American inventor (1866–1953)

Mary Elizabeth Anderson (February 19, 1866 – June 27, 1953) was an American inventor and entrepreneur credited with inventing the first operational windshield wiper. She was born in Greene County, Alabama, and later became known as a real-estate developer in Birmingham as well as the operator of a cattle ranch and vineyard in California. In her 1903 U.S. patent, Anderson described her design as a “window cleaning device for electric cars and other vehicles,” a hand-operated mechanism using a blade to clear snow, ice, or sleet from the windshield. The U.S. Patent Office awarded her Patent No. 743,801 on November 10, 1903 for this device. Anderson’s idea supposedly arose while she was riding a streetcar in New York City on a snowy day and saw the driver repeatedly open the window or stop the car to wipe the glass by hand in order to see. She responded by designing a lever-operated arm with a rubber blade that could be moved across the outside of the windshield from inside the vehicle, keeping the driver protected from the weather.

Although Anderson attempted to sell or license the patent, including an approach to a Canadian manufacturing firm, potential buyers rejected the device as lacking commercial value at a time when automobiles were still relatively rare.
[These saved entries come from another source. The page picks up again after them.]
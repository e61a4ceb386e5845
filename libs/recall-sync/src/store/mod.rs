//! Local store: repository traits and the SQLite implementation.

mod day;
pub mod schema;
mod sqlite;

pub use day::{study_day, study_day_end};
pub use sqlite::SqliteStore;

use chrono::{DateTime, NaiveDate, Utc};
use recall_core::{
    Card, CardState, DeckSettings, DeviceId, EffectiveSettings, GlobalSettings, Review,
};
use serde::{Deserialize, Serialize};

use crate::error::StoreError;

type Result<T> = std::result::Result<T, StoreError>;

/// Cards available for a study session.
#[derive(Debug, Clone, Default, PartialEq, Serialize)]
pub struct StudyQueue {
    pub new_cards: Vec<Card>,
    pub due_cards: Vec<Card>,
}

impl StudyQueue {
    pub fn len(&self) -> usize {
        self.new_cards.len() + self.due_cards.len()
    }

    pub fn is_empty(&self) -> bool {
        self.len() == 0
    }
}

/// Card state tagged with its card id, as exchanged with the authority.
#[derive(Debug, Clone, PartialEq, Serialize, Deserialize)]
pub struct CardStateWithId {
    pub card_id: i64,
    #[serde(flatten)]
    pub state: CardState,
}

/// A queued review row.
#[derive(Debug, Clone, PartialEq)]
pub struct PendingReview {
    pub id: i64,
    pub device_id: DeviceId,
    pub review: Review,
}

/// Settings snapshot exchanged during sync.
#[derive(Debug, Clone, Default, PartialEq, Serialize, Deserialize)]
pub struct SettingsSnapshot {
    pub global: GlobalSettings,
    #[serde(default)]
    pub decks: Vec<DeckSettings>,
}

/// Local sync state.
#[derive(Debug, Clone, Default, PartialEq, Serialize)]
pub struct SyncState {
    pub last_sync_at: Option<DateTime<Utc>>,
    pub pending_changes: u32,
}

/// Registered identity of this device.
#[derive(Debug, Clone, PartialEq, Eq)]
pub struct LocalDevice {
    pub device_id: DeviceId,
    pub token: String,
}

/// Counts from applying a pull.
#[derive(Debug, Clone, Copy, Default, PartialEq, Eq)]
pub struct AppliedPull {
    pub cards: usize,
    pub states: usize,
    /// States not applied because the card has unsynced local reviews.
    pub skipped_states: usize,
}

/// A deck with its study counts for one device.
#[derive(Debug, Clone, PartialEq, Eq, Serialize)]
pub struct Deck {
    pub path: String,
    pub name: String,
    pub card_count: usize,
    pub new_count: usize,
    pub due_count: usize,
}

/// Deck statistics.
#[derive(Debug, Clone, PartialEq, Serialize)]
pub struct DeckStats {
    pub total_cards: usize,
    pub new_cards: usize,
    /// Learning and relearning cards.
    pub learning_cards: usize,
    pub review_cards: usize,
    pub average_ease: f64,
    pub average_interval: f64,
}

/// Overall study statistics.
#[derive(Debug, Clone, PartialEq, Serialize)]
pub struct StudyStats {
    pub reviews_today: usize,
    pub new_today: usize,
    pub streak_days: usize,
    pub retention_rate: f64,
    pub total_reviews: usize,
}

/// Reviews on one study day.
#[derive(Debug, Clone, PartialEq, Eq, Serialize)]
pub struct CalendarDay {
    pub date: NaiveDate,
    pub reviews: usize,
}

/// Repository for card operations.
pub trait CardRepository {
    fn get_card(&self, id: i64) -> Result<Option<Card>>;
    /// Non-deleted cards, optionally restricted to one deck.
    fn list_cards(&self, deck_path: Option<&str>) -> Result<Vec<Card>>;
    fn upsert_cards(&self, cards: &[Card]) -> Result<usize>;
    fn soft_delete(&self, ids: &[i64], at: DateTime<Utc>) -> Result<usize>;
    fn study_queue(
        &self,
        device: &DeviceId,
        deck_path: Option<&str>,
        settings: &EffectiveSettings,
        now: DateTime<Utc>,
    ) -> Result<StudyQueue>;
}

/// Repository for card state operations.
pub trait StateRepository {
    fn get_card_state(&self, card_id: i64, device: &DeviceId) -> Result<Option<CardState>>;
    fn put_card_state(&self, card_id: i64, device: &DeviceId, state: &CardState) -> Result<()>;
}

/// Repository for the review log and offline queue.
pub trait ReviewRepository {
    fn enqueue_pending_review(&self, device: &DeviceId, review: &Review) -> Result<i64>;
    /// Store the review's resulting state and queue the review in one
    /// transaction.
    fn record_review(&self, device: &DeviceId, review: &Review) -> Result<i64>;
    /// Unsynced reviews in insertion order. Rows stay queued until
    /// [`ReviewRepository::mark_reviews_synced`].
    fn drain_pending_reviews(&self) -> Result<Vec<PendingReview>>;
    fn mark_reviews_synced(&self, ids: &[i64]) -> Result<()>;
    /// Full history for a card, including soft-deleted cards.
    fn reviews_for_card(&self, card_id: i64) -> Result<Vec<Review>>;
}

/// Repository for settings operations.
pub trait SettingsRepository {
    fn get_global_settings(&self) -> Result<GlobalSettings>;
    fn save_global_settings(&self, settings: &GlobalSettings) -> Result<()>;
    fn get_deck_settings(&self, deck_path: &str) -> Result<Option<DeckSettings>>;
    fn save_deck_settings(&self, settings: &DeckSettings) -> Result<()>;
    /// Drop a deck's overrides. Returns false if the deck had none.
    fn delete_deck_settings(&self, deck_path: &str) -> Result<bool>;

    fn get_effective_settings(&self, deck_path: Option<&str>) -> Result<EffectiveSettings> {
        let global = self.get_global_settings()?;
        let deck = match deck_path {
            Some(path) => self.get_deck_settings(path)?,
            None => None,
        };
        Ok(EffectiveSettings::merge(&global, deck.as_ref()))
    }

    /// Settings edited locally since the last push, if any.
    fn dirty_settings(&self) -> Result<Option<SettingsSnapshot>>;
    fn mark_settings_synced(&self) -> Result<()>;
}

/// Repository for deck operations.
pub trait DeckRepository {
    fn list_decks(&self, device: &DeviceId, now: DateTime<Utc>) -> Result<Vec<Deck>>;
    fn get_deck(&self, path: &str, device: &DeviceId, now: DateTime<Utc>) -> Result<Option<Deck>>;
}

/// Repository for statistics over cards and the review log.
///
/// Days are study days in local time, shifted by the daily reset hour.
pub trait StatsRepository {
    fn deck_stats(&self, device: &DeviceId, deck_path: Option<&str>) -> Result<DeckStats>;
    fn study_stats(&self, now: DateTime<Utc>) -> Result<StudyStats>;
    /// The last `days` study days up to today, oldest first.
    fn calendar(&self, now: DateTime<Utc>, days: usize) -> Result<Vec<CalendarDay>>;
}

/// Repository for sync bookkeeping.
pub trait SyncRepository {
    fn get_sync_state(&self) -> Result<SyncState>;
    /// Advance `last_sync_at` and recount outstanding changes.
    fn complete_sync(&self, at: DateTime<Utc>) -> Result<SyncState>;
    fn apply_pull(
        &self,
        device: &DeviceId,
        cards: &[Card],
        states: &[CardStateWithId],
        settings: Option<&SettingsSnapshot>,
    ) -> Result<AppliedPull>;
    fn get_device(&self) -> Result<Option<LocalDevice>>;
    fn save_device(&self, device: &LocalDevice) -> Result<()>;
}

/// Everything the study service and the reconciler need from local storage.
pub trait LocalStore:
    CardRepository
    + StateRepository
    + ReviewRepository
    + SettingsRepository
    + DeckRepository
    + StatsRepository
    + SyncRepository
    + Send
    + Sync
{
}

impl<T> LocalStore for T where
    T: CardRepository
        + StateRepository
        + ReviewRepository
        + SettingsRepository
        + DeckRepository
        + StatsRepository
        + SyncRepository
        + Send
        + Sync
{
}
Her 17-year patent expired in 1920 without having been put into mass production. By the early 1920s, however, mechanical windshield wipers had become standard equipment on many passenger cars, and by 1922 Cadillac was installing wipers as standard features, using designs that followed the basic principles of Anderson’s device. Her mechanism is now widely recognized as the first effective windshield-clearing device and a blueprint for modern wiper systems, even though this impact only became clear in retrospect. In 2011, decades after her death, Anderson was inducted into the National Inventors Hall of Fame for her pioneering contribution to transportation safety.

==Early life==
Mary Anderson was born on February 19, 1866, at Burton Hill Plantation in Greene County, Alabama, to John C. and Rebecca Anderson. She was one of at least two daughters and remained close throughout her life to her sister Fannie. Her father died in 1870, and accounts note that the family was able to live on the proceeds of his estate, which provided financial stability during her childhood. Little documentation survives regarding Anderson’s formal education, and several biographical sources state that her schooling and early training are unknown.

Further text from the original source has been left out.